- [Task brief]: The answer must consist of every line in the data below that holds the word "Option".

START Given entries

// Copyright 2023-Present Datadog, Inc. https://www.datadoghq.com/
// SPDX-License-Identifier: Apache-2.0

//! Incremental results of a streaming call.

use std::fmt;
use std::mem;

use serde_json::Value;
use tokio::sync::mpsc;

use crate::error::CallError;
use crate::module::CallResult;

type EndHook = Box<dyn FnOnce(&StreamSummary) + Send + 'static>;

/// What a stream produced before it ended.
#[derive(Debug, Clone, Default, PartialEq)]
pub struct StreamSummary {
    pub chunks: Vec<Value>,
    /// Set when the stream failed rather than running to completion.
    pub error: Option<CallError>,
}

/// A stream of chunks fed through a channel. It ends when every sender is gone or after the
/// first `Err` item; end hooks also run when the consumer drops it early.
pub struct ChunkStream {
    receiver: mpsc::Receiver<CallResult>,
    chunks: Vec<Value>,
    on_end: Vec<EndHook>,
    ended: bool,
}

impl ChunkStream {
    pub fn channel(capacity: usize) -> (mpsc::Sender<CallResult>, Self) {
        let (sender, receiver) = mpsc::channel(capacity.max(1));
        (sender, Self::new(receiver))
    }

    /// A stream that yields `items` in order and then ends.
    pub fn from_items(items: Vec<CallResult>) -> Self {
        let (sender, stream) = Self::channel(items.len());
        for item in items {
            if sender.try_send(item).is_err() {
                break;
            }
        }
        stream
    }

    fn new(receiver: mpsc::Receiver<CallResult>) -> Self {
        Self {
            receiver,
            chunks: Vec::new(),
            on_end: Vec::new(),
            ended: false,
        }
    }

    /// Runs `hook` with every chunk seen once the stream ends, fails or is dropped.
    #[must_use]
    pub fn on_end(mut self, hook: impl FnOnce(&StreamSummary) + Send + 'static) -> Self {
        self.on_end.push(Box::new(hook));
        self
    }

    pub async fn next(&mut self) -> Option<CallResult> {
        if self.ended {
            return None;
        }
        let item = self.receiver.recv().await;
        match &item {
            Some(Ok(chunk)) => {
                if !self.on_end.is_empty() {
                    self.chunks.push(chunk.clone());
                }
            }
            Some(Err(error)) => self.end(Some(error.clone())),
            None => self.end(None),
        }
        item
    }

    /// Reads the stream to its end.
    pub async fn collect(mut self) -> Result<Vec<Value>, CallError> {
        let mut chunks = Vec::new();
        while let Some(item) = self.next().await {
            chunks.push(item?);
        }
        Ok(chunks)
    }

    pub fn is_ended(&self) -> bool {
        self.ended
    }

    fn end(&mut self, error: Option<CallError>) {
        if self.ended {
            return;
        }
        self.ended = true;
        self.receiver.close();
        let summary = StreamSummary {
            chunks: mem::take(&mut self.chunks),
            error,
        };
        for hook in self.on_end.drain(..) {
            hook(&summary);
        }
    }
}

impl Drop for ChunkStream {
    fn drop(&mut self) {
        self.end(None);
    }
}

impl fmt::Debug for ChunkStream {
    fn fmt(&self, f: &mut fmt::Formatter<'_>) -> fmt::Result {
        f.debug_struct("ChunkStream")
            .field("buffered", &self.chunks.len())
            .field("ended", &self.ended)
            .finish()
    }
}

END Given entries
START Given entries

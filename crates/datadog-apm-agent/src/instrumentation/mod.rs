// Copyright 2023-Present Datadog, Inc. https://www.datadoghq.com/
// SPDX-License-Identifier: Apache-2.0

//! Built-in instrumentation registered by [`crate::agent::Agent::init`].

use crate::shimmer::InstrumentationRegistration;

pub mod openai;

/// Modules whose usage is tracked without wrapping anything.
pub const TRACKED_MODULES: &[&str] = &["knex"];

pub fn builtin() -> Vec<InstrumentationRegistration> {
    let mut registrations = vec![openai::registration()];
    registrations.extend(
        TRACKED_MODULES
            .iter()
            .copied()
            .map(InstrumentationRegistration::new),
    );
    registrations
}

END Given entries
START Given entries

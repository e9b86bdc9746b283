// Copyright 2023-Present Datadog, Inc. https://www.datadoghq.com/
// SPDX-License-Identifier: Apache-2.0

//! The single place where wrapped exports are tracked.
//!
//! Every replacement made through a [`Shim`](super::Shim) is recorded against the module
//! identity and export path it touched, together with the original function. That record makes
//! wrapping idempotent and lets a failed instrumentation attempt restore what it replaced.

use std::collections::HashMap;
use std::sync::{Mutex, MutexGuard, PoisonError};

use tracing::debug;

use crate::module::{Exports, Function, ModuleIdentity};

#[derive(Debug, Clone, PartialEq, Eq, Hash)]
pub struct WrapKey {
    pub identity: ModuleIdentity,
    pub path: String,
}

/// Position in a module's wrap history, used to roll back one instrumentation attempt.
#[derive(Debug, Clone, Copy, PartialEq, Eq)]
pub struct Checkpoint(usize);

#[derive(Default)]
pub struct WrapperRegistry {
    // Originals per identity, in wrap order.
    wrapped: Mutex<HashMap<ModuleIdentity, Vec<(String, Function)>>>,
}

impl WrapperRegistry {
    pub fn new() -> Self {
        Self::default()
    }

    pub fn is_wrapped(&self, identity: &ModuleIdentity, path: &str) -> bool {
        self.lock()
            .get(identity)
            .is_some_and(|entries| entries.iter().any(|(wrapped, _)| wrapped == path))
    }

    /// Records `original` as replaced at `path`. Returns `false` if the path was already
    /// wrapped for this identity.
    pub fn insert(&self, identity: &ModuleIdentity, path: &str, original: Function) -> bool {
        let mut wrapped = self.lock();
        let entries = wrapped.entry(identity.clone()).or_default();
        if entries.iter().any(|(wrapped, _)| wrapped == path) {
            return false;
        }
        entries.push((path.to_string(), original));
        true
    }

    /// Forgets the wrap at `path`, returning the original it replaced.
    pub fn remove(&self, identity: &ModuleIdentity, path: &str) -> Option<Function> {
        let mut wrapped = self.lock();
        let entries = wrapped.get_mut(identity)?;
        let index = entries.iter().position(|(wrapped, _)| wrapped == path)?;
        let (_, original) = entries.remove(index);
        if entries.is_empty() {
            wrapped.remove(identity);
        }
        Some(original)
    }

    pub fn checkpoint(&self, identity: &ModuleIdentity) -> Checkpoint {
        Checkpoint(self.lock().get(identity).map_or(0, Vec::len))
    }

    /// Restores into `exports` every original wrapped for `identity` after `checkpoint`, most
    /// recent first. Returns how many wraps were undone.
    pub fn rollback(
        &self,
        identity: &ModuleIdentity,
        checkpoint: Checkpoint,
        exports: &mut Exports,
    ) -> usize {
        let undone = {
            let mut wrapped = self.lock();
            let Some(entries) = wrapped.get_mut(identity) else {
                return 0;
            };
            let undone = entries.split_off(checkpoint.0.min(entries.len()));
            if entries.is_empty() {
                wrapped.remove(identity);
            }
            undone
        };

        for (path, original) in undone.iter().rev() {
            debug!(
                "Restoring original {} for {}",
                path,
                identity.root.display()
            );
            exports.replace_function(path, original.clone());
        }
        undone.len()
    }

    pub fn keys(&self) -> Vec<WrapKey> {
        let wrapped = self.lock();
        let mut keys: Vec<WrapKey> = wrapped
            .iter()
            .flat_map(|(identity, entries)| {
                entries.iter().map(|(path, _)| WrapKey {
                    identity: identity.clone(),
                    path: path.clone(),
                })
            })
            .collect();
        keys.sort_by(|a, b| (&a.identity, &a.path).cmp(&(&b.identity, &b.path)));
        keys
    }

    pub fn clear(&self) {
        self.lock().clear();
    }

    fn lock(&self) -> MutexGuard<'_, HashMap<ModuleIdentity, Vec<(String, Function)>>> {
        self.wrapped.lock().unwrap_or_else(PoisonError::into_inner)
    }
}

END Given entries

- [Solution for this task]:
    pub error: Option<CallError>,
    pub async fn next(&mut self) -> Option<CallResult> {
    fn end(&mut self, error: Option<CallError>) {
    pub fn remove(&self, identity: &ModuleIdentity, path: &str) -> Option<Function> {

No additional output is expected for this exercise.